Cartas para un misterio
Se suele señalar como rasgo de la narrativa del sur de Estados Unidos la constante presencia de lo grotesco: situaciones, conductas y personajes que participan de un componente ridículo, patético y extravagante. Así, toda la obra de William Faulkner o Eudora Welty emana más que utiliza esa peculiaridad, ya sea en clave cómica, trágica o, casi siempre, tragicómica, a despecho de un sentimentalismo melodramático que esos autores sobrepasan con su genio.
Ese mismo elemento grotesco se halla en mucha literatura caribeña con otros nombres: ¿qué es, sino, el realismo mágico? o ¿qué quiso decir aquel cubano al afirmar que si Franz Kafka viviese en La Habana sería un escritor costumbrista? Sin embargo, es en las novelas y cuentos de Flannery O'Connor (Savannah, 1925-Atlanta, 1964) donde lo grotesco no sólo se dramatiza como símbolo, sino que asume además su origen etimológico casi de forma alegórica, el grutesco, el ornamento extraño y delirante que adquiere su nombre a partir de los hallazgos arqueológicos en las grutas que una vez fueron la Domus Áurea de Nerón.
EL HÁBITO DEL SER
Flannery O'Connor
Prólogo de Gustavo Martín Garzo
Traducción de Francisco
Javier Molina de la Torre
Sígueme. Salamanca, 2004
463 páginas. 29 euros
Tomemos El negro artificial, el cuento más famoso de Flannery O'Connor. Un abuelo y su nieto, dos catetos redomados, hay que decirlo, van a la ciudad y, una vez en ella, tras extraviarse y negarse el uno al otro, asisten a una mutua revelación. Las menciones a esa condición "grutesca" son continuas. Cuando el nieto se halla maravillado ante los brillos de la ciudad, el abuelo le hace meter la cabeza en el alcantarillado para que comprenda la trama subterránea que sustenta tanto fulgor.
Más adelante, el abuelo que-
da expuesto a la desolación porque su ignorancia y su vanidad han aniquilado el amor que su nieto le profesaba. Por eso "delante de él no vio nada excepto un túnel vacío que una vez había sido la calle". Y más abajo: "Sabía que ahora estaba entrando en un lugar oscuro y extraño donde era como había sido antes, una larga vejez sin respeto y un final que sería bienvenido porque sería el final". Sin embargo, queda la Gracia, la redención por el amor divino que reparará el maltrecho amor humano. Es la revelación de ese misterio el otro elemento característico de la narrativa de Flannery O'Connor. Ambos, lo grotesco y lo misterioso revelado, forman el dibujo de sus tapices.

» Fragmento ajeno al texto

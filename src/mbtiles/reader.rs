//! Read-only access to an MBTiles SQLite package.

use std::path::Path;

use async_trait::async_trait;
use bytes::Bytes;
use rusqlite::{params, OpenFlags, OptionalExtension};
use tokio_rusqlite::Connection;
use tracing::debug;

use crate::error::SourceError;
use crate::tile::TileDataSource;

use super::metadata::Metadata;

/// One open MBTiles package.
///
/// The underlying connection is opened read-only and driven from a dedicated
/// blocking thread by `tokio_rusqlite`; the handle is cheap to clone and safe
/// to share across request tasks.
#[derive(Clone)]
pub struct Mbtiles {
    conn: Connection,
    path: String,
}

impl Mbtiles {
    /// Open the package at `path` read-only.
    ///
    /// Fails with [`SourceError::Open`] when the file is missing or is not a
    /// readable SQLite database.
    pub async fn open(path: impl AsRef<Path>) -> Result<Self, SourceError> {
        let path = path.as_ref();
        let path_str = path.display().to_string();

        let conn = Connection::open_with_flags(
            path.to_path_buf(),
            OpenFlags::SQLITE_OPEN_READ_ONLY | OpenFlags::SQLITE_OPEN_NO_MUTEX,
        )
        .await
        .map_err(|e| SourceError::Open {
            path: path_str.clone(),
            message: e.to_string(),
        })?;

        debug!(path = %path_str, "opened MBTiles package");

        Ok(Self {
            conn,
            path: path_str,
        })
    }

    /// Path this package was opened from.
    pub fn path(&self) -> &str {
        &self.path
    }

    /// Read and parse the package's `metadata` table.
    ///
    /// Also serves as the startup liveness probe: a package without a
    /// readable metadata table fails here before the server starts taking
    /// requests.
    pub async fn metadata(&self) -> Result<Metadata, SourceError> {
        let pairs = self
            .conn
            .call(|conn| {
                let mut stmt = conn.prepare("select name, value from metadata")?;
                let rows = stmt
                    .query_map([], |row| {
                        Ok((row.get::<_, String>(0)?, row.get::<_, String>(1)?))
                    })?
                    .collect::<Result<Vec<_>, _>>()?;
                Ok(rows)
            })
            .await
            .map_err(|e| SourceError::Query(e.to_string()))?;

        Metadata::from_pairs(pairs)
    }
}

#[async_trait]
impl TileDataSource for Mbtiles {
    /// Query the package for one tile.
    ///
    /// A query matching no row is `Ok(None)`; only genuine query failures
    /// become errors.
    async fn fetch_tile(
        &self,
        column: u32,
        row: u32,
        zoom: u8,
    ) -> Result<Option<Bytes>, SourceError> {
        let data = self
            .conn
            .call(move |conn| {
                let mut stmt = conn.prepare_cached(
                    "select tile_data from tiles \
                     where zoom_level = ?1 and tile_column = ?2 and tile_row = ?3",
                )?;
                let data = stmt
                    .query_row(params![zoom, column, row], |row| row.get::<_, Vec<u8>>(0))
                    .optional()?;
                Ok(data)
            })
            .await
            .map_err(|e| SourceError::Query(e.to_string()))?;

        Ok(data.map(Bytes::from))
    }
}

// =============================================================================
// Tests
// =============================================================================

La urdimbre de ese tapiz, el trabajo invisible, se descubre en El hábito del ser, el epistolario que ahora se publica con magnífico prólogo del escritor Gustavo Martín Garzo.
La vida de Flannery O'Connor se desbarata en su misma juventud por una infeliz circunstancia: la enfermedad degenerativa llamada lupus que acabó con ella a los 39 años, el 3 de agosto de 1964. Hasta el diagnóstico del mal, las cartas de la joven O'Connor, las recogidas en la primera parte del volumen, En el norte y de regreso a casa, nos muestran a una joven ambiciosa, algo artificial en su pose y, desde luego, con un concepto meridiano sobre las decisiones que algunos escritores han de tomar para hacerse un nombre entre la competencia. ¿Qué habría ocurrido si Flannery O'Connor no llega a estar enferma? Ni lo sabemos, ni nos importa. El asunto es que a los 25 años cae enferma y, salvo algunas conferencias y un viaje a los santos lugares de Europa, O'Connor no abandonará Andalusia, su casa en Milledgeville, Georgia.

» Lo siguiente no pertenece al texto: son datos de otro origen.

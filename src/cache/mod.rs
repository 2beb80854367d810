//! Byte-bounded in-memory caching.
//!
//! This module provides the process-wide tile cache: a recency-ordered store
//! of opaque byte payloads, bounded by total payload size rather than entry
//! count. Each stored value carries a content fingerprint computed at
//! insertion, which the HTTP layer reuses as the response entity tag.
//!
//! The cache knows nothing about tiles, coordinates, or HTTP; it maps opaque
//! string keys to immutable byte blobs.

mod byte_cache;

pub use byte_cache::{ByteCache, CacheStatus};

Sus interlocutores postales
irán creciendo conforme su reputación, y es en ese carácter algo anónimo del interlocutor del que apenas si se sabe aquello que nos cuenta, donde la autora norteamericana desgrana con mayor profundidad y desinhibición sus inquietudes y opiniones religiosas, literarias e intelectuales, entrelazadas éstas en su obra de modo muy estrecho, mientras deja a un lado su condena vital en la medida de lo posible y la disfraza con mucho encanto de amor hacia lo cotidiano, ya sea en los comentarios sobre la cría de pavos, en su afición a la pintura o en las cómicas discusiones con su madre. En otras palabras, la enfermedad hace que Flannery O'Connor madure muy rápido como escritora, porque es en la práctica de la literatura, exenta ya de cualquier vanidad, donde le es posible dar un testimonio valioso de su existencia y, según su credo, de la trascendencia de su ser en el mundo. Hacia el misterio, mientras el misterio nos rodea.